Milliseconds (in yellow) can be seen to change from 999.9 to 0.1. The number highlighted in green is the value of the Timer0 interrupt counter at the moment the event trigger occured. The number in blue is the maximum value of the same counter before is was reset by start of new second, incremented by one, so it indicates the number of timeslices. So 7811 was the largest possible value of the counter (meaning the event trigger happened just before start of a new second). A Timer0 counter value of zero means the event trigger happened just after start of a new second.

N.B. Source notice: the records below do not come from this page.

use glam::DVec2;
use tracing::warn;

use crate::catalog::SizeCatalog;
use crate::frame;
use crate::layout;
use crate::line::{Placement, Process, ResourcePlacement};

/// Axis-aligned bounding rectangle of a process's resources, in the
/// process-local frame. Derived, never persisted.
#[derive(Debug, Clone, Copy, PartialEq)]
pub struct Footprint {
    pub width: f64,
    pub depth: f64,
    pub center_x: f64,
    pub center_z: f64,
}

/// Footprint of a process with no usable resources.
pub const EMPTY_FOOTPRINT: Footprint = Footprint {
    width: 0.5,
    depth: 0.5,
    center_x: 0.0,
    center_z: 0.0,
};

impl Footprint {
    pub fn min_x(&self) -> f64 {
        self.center_x - self.width * 0.5
    }

    pub fn max_x(&self) -> f64 {
        self.center_x + self.width * 0.5
    }

    pub fn min_z(&self) -> f64 {
        self.center_z - self.depth * 0.5
    }

    pub fn max_z(&self) -> f64 {
        self.center_z + self.depth * 0.5
    }

    /// Midpoint of the right edge, where outgoing flow leaves the cell.
    pub fn exit_point(&self) -> DVec2 {
        DVec2::new(self.max_x(), self.center_z)
    }

    /// Midpoint of the left edge, where incoming flow enters the cell.
    pub fn entry_point(&self) -> DVec2 {
        DVec2::new(self.min_x(), self.center_z)
    }
}

/// Local position of a resource: explicit placements as stored, auto
/// placements from the grid layout over the owning list.
pub fn resolved_local(resource: &ResourcePlacement, index: usize, total: usize) -> DVec2 {
    match resource.placement {
        Placement::Explicit { x, z } => DVec2::new(x, z),
        Placement::Auto => layout::auto_slot(index, total),
    }
}

pub fn process_footprint(process: &Process, catalog: &SizeCatalog) -> Footprint {
    resources_footprint(&process.resources, catalog)
}

pub fn resources_footprint(resources: &[ResourcePlacement], catalog: &SizeCatalog) -> Footprint {
    if resources.is_empty() {
        return EMPTY_FOOTPRINT;
    }
    let total = resources.len();
    let mut min = DVec2::splat(f64::INFINITY);
    let mut max = DVec2::splat(f64::NEG_INFINITY);
    let mut any = false;
    for (index, resource) in resources.iter().enumerate() {
        let local = resolved_local(resource, index, total);
        let size = catalog.size(resource.kind, resource.subtype.as_deref());
        let half_width = size.width * resource.scale[0] * 0.5;
        let half_depth = size.depth * resource.scale[2] * 0.5;
        if !local.is_finite() || !half_width.is_finite() || !half_depth.is_finite() {
            warn!(
                "skipping resource {} with non-finite geometry",
                resource.resource_id
            );
            continue;
        }
        let corners = [
            DVec2::new(-half_width, -half_depth),
            DVec2::new(half_width, -half_depth),
            DVec2::new(half_width, half_depth),
            DVec2::new(-half_width, half_depth),
        ];
        for corner in corners {
            let point = local + frame::rotate(resource.yaw, corner);
            min = min.min(point);
            max = max.max(point);
        }
        any = true;
    }
    if !any {
        return EMPTY_FOOTPRINT;
    }
    Footprint {
        width: max.x - min.x,
        depth: max.y - min.y,
        center_x: (min.x + max.x) * 0.5,
        center_z: (min.y + max.y) * 0.5,
    }
}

We will later compare the TTU with the Ashtech GG24 by operating the two systems in parallell, from the same event trigger source.

 


6. To-do list

  • Redesign routine for collection of RS-232 serial characters from GPS. They are now collected in the main loop; make it interrupt based instead. Also include receive array limit checking.
  • Output time tag telegram after a complete second has elapsed. Now the telegram is sent after the $GPGGA is received. This implies that the calculation of the event triggers fractional second part will use the max Timer0 counter value (incremented by one it indicates number of timeslices in a second) that really belongs to the previous second, if the event trigger happens in the interval between start of new second and arrival of last character in the $GPGGA telegram from the GPS. Even if the max Timer0 counter value should be constant (it has been observed to be) - as it represents a relationship between the PPS and the oscillator in the CPU which is expected to be fairly constant in the short run - the design should nevertheless be changed ....

 


7. Program listing

This unit was designed, built, tested and documented in about one week. The short time span available dictated our choice of hardware and software components. In particular, the AVR-BASCOM Basic compiler is really great to work with.

The program amounts to more then 4kB machine code - which is the upper limit of the demo version of the AVR-BASCOM Basic compiler. So the full compiler version must be purchased (EUR 79).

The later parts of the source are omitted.